• _EXERCISE OBJECTIVE_:
In how many lines of the data does the word "Sized" appear? Give the number by itself.

[Stored data entries]
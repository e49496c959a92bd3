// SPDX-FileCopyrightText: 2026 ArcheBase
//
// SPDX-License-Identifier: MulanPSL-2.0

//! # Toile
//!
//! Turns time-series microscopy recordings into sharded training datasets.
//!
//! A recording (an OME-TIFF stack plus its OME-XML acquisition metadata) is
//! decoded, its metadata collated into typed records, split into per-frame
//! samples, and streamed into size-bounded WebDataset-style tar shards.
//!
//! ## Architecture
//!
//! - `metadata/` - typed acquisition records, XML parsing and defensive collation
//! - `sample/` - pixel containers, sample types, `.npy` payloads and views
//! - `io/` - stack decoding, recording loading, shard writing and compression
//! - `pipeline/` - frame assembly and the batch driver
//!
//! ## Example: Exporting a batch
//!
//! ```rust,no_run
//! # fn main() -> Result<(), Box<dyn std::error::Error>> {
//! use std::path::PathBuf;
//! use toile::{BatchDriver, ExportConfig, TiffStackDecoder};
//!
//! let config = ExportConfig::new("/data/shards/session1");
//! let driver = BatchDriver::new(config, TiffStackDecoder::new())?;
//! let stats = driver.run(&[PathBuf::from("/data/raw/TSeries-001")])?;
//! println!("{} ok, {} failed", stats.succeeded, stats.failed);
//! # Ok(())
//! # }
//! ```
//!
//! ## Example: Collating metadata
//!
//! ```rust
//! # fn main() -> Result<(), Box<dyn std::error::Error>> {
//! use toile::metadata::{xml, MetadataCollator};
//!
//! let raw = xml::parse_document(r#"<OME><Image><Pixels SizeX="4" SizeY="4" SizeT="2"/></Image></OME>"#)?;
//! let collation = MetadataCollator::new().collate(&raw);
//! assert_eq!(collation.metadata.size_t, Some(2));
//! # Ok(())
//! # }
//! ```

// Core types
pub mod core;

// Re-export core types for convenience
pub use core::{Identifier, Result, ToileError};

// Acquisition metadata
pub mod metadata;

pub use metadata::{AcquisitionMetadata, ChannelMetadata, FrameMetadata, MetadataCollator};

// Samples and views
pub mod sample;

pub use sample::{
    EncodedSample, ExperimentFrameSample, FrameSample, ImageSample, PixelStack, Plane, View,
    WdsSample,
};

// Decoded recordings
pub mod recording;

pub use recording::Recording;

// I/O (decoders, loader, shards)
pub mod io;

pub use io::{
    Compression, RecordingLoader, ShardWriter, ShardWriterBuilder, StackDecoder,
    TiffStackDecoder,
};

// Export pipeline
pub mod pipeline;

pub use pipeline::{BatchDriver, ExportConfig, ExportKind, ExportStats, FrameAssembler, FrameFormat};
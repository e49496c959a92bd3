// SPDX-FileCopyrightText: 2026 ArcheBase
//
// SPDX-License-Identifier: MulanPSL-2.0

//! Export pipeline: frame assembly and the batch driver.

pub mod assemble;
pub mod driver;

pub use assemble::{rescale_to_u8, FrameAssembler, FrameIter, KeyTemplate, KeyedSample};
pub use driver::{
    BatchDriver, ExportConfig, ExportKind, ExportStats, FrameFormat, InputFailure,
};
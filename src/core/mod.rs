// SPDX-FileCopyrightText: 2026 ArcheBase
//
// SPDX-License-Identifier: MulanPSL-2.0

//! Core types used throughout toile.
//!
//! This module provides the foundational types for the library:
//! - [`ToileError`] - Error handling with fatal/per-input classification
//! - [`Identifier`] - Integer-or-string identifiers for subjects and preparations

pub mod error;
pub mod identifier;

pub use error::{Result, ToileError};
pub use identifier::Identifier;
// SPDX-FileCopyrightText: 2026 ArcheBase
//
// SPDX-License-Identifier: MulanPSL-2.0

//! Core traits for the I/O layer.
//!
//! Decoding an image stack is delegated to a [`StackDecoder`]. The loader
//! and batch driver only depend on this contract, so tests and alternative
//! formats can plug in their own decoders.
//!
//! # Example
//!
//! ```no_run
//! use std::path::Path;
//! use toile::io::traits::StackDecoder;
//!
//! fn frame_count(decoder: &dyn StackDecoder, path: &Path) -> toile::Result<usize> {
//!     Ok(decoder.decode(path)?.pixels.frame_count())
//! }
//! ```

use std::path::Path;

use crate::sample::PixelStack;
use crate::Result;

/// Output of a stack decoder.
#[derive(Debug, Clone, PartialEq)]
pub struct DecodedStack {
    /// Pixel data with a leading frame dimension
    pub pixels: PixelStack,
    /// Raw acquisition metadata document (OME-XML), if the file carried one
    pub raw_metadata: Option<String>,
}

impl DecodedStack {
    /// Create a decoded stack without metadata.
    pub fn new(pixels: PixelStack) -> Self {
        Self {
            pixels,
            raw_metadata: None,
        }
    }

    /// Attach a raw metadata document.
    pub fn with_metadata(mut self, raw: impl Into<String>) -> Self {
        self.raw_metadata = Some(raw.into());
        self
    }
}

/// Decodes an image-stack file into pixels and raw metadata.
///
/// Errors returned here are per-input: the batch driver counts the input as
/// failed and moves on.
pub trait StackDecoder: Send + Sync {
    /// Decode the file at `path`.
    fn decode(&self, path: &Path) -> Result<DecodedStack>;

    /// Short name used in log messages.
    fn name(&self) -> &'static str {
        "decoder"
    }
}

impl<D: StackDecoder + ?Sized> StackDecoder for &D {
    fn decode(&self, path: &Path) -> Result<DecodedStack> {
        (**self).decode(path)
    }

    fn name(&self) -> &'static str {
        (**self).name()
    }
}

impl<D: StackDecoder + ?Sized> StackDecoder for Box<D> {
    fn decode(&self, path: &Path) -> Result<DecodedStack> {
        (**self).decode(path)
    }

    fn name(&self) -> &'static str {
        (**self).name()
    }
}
---
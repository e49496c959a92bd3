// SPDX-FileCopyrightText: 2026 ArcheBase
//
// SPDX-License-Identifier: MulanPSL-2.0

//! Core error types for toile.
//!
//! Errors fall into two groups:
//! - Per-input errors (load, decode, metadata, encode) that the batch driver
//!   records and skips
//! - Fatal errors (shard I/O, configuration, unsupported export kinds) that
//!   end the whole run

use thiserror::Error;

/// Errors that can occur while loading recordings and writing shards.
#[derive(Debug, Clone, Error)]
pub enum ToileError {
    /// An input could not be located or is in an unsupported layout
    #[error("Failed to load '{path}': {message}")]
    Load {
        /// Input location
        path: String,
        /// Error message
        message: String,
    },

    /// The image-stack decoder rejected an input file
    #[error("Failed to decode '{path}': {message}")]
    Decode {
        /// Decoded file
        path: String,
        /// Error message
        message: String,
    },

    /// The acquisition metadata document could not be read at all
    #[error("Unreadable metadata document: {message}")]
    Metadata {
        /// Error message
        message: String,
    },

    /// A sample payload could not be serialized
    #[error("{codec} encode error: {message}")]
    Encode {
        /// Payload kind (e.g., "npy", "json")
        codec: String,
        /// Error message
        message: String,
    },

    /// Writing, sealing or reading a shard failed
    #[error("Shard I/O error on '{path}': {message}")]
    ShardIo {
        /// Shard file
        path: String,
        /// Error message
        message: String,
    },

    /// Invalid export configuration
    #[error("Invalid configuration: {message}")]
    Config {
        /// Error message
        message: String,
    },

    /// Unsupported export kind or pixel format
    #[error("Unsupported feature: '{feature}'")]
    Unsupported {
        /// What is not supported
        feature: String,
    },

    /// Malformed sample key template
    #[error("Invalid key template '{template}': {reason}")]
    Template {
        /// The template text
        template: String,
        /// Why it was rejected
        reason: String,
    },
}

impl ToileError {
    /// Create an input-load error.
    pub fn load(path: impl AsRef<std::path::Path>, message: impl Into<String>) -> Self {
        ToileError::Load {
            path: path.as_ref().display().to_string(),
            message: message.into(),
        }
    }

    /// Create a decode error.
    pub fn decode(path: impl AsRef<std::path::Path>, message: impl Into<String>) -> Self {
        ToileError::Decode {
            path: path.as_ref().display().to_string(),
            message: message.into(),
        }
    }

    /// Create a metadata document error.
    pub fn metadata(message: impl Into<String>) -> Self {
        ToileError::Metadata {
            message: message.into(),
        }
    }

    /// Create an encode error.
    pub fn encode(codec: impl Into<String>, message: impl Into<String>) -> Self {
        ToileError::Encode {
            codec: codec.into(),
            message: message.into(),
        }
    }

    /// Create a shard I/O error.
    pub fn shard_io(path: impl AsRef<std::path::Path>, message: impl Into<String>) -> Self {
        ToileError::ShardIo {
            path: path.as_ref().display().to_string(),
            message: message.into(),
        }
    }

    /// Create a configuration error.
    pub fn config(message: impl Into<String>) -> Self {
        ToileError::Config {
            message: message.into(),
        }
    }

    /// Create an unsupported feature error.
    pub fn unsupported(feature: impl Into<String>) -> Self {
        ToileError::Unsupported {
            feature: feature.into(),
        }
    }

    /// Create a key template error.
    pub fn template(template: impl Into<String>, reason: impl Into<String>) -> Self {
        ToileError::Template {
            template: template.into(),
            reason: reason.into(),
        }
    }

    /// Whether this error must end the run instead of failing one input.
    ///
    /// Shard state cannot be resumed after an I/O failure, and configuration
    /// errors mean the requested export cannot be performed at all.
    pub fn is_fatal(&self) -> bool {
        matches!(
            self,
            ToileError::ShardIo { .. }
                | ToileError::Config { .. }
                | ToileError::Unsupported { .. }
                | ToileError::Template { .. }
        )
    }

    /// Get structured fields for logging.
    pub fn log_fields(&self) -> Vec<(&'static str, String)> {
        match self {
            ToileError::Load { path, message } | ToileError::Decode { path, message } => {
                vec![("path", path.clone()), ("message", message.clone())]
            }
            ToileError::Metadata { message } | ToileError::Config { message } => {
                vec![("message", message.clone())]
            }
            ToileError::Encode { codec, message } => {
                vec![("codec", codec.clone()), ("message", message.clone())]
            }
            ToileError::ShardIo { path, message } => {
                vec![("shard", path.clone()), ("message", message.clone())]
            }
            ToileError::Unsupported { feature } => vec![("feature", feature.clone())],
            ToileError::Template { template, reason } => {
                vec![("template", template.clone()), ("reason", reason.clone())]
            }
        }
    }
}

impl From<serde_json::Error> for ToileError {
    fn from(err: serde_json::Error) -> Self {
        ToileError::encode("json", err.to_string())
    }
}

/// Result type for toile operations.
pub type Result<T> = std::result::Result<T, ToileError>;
...
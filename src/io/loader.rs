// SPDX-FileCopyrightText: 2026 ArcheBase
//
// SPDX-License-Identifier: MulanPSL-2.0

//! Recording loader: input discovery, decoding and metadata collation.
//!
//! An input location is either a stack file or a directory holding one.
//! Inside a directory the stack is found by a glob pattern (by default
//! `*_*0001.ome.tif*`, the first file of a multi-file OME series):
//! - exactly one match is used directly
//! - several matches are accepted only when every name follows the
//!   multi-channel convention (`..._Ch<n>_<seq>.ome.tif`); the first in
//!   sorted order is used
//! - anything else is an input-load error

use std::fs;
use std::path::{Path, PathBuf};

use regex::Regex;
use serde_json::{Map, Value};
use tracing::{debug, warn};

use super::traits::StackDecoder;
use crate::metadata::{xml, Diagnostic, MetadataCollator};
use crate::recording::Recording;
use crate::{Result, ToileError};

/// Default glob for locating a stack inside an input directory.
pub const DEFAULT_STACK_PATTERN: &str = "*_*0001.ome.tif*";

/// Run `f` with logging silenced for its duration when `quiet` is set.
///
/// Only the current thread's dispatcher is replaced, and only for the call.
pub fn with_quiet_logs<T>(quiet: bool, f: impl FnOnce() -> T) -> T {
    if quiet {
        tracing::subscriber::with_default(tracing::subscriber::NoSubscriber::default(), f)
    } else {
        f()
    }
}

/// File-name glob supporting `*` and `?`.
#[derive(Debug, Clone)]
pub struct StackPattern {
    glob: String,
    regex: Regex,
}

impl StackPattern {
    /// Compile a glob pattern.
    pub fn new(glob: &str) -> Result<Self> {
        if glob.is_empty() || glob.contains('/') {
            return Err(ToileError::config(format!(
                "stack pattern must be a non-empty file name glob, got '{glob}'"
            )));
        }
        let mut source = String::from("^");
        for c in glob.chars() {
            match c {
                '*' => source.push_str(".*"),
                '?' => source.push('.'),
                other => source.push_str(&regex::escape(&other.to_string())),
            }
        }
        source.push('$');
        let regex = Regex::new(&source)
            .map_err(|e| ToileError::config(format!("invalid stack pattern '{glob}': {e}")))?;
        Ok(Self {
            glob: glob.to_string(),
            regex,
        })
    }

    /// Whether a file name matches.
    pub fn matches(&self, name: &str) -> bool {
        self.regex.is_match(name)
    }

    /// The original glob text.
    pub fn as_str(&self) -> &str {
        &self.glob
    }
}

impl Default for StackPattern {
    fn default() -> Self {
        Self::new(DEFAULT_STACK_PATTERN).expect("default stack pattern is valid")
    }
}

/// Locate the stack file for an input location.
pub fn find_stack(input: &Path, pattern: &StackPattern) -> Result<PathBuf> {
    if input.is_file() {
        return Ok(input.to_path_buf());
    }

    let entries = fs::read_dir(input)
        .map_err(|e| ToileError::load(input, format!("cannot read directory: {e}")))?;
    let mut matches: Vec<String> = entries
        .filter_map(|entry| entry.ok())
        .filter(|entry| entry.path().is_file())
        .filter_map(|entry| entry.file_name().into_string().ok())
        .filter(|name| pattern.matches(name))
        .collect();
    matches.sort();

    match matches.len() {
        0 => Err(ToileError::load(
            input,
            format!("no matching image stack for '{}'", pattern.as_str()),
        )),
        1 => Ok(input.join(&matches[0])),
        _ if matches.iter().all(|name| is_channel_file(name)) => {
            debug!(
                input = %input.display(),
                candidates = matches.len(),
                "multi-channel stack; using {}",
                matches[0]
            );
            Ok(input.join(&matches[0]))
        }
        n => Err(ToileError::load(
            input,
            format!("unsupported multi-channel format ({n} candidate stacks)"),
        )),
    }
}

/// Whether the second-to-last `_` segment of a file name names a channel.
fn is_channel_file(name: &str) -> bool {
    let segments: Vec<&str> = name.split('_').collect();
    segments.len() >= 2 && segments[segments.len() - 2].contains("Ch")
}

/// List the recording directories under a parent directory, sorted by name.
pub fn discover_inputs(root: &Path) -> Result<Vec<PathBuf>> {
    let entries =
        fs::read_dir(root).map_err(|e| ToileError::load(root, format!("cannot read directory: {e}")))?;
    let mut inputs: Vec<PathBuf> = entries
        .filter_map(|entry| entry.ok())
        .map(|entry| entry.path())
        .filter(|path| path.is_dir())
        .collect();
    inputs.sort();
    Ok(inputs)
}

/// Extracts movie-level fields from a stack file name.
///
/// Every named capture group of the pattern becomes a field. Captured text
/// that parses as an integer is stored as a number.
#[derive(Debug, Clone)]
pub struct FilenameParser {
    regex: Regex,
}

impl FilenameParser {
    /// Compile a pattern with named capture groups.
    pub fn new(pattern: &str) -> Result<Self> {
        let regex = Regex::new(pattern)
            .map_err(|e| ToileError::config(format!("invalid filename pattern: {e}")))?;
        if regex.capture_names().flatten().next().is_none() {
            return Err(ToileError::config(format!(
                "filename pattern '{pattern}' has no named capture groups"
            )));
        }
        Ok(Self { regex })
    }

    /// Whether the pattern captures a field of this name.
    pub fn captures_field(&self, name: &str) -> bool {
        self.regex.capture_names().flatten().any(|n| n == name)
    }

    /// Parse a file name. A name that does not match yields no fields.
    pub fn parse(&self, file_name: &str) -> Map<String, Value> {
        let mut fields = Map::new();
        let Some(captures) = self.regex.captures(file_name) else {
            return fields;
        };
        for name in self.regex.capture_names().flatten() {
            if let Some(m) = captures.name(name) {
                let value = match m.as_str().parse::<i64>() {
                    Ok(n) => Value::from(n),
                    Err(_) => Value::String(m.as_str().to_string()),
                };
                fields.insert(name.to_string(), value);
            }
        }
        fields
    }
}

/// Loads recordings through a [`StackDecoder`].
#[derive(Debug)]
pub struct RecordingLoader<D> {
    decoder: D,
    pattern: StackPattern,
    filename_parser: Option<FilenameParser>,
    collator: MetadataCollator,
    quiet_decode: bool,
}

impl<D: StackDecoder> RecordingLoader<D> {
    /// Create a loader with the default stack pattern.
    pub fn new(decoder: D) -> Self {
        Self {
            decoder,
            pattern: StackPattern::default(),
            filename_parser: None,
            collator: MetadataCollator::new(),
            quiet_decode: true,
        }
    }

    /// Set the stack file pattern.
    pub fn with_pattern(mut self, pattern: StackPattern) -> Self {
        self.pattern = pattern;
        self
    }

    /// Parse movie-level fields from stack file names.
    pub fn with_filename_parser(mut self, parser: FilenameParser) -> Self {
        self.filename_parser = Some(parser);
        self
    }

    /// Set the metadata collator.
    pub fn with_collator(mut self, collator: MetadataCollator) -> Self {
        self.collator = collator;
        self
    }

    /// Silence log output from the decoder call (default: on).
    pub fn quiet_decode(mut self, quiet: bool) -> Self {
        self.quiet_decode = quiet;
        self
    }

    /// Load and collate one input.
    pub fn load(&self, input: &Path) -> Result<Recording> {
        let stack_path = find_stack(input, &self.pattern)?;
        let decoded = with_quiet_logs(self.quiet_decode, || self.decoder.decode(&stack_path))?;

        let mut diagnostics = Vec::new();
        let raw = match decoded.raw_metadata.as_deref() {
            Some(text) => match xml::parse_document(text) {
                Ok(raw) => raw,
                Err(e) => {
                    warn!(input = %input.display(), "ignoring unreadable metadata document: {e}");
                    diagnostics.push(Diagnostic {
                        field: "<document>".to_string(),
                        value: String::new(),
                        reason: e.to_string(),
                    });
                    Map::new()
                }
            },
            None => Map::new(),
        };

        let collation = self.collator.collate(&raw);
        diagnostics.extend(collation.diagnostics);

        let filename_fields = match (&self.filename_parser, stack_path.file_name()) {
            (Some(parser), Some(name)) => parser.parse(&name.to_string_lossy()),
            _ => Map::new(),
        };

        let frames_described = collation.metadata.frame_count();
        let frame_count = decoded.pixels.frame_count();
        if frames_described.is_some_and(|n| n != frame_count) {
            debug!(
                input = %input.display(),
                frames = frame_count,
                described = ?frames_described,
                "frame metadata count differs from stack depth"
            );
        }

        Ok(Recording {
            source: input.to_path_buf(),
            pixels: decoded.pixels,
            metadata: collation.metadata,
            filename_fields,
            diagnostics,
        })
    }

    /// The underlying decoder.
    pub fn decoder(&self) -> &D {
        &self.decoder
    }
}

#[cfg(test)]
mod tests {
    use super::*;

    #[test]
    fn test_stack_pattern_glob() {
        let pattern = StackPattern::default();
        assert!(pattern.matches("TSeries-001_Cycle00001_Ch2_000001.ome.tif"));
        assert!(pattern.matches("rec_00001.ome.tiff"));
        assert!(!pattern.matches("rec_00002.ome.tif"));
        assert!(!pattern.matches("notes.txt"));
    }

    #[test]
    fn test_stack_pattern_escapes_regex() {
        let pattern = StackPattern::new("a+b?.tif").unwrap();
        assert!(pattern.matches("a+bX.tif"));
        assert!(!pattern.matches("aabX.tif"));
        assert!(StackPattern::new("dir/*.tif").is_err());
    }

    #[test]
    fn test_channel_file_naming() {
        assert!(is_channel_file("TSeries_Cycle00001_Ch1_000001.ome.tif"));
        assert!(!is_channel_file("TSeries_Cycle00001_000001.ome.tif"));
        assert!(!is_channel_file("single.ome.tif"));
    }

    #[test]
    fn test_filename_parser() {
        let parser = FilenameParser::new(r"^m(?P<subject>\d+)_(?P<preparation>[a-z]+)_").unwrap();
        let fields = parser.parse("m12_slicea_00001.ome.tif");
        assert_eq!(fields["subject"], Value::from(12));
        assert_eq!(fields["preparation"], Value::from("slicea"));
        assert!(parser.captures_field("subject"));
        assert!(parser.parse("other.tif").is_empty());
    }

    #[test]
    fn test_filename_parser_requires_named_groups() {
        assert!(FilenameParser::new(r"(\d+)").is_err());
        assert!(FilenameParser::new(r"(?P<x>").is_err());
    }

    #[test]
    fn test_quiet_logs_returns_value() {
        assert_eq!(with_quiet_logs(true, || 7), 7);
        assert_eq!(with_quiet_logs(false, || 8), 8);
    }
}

• _ANSWER BELOW_:
2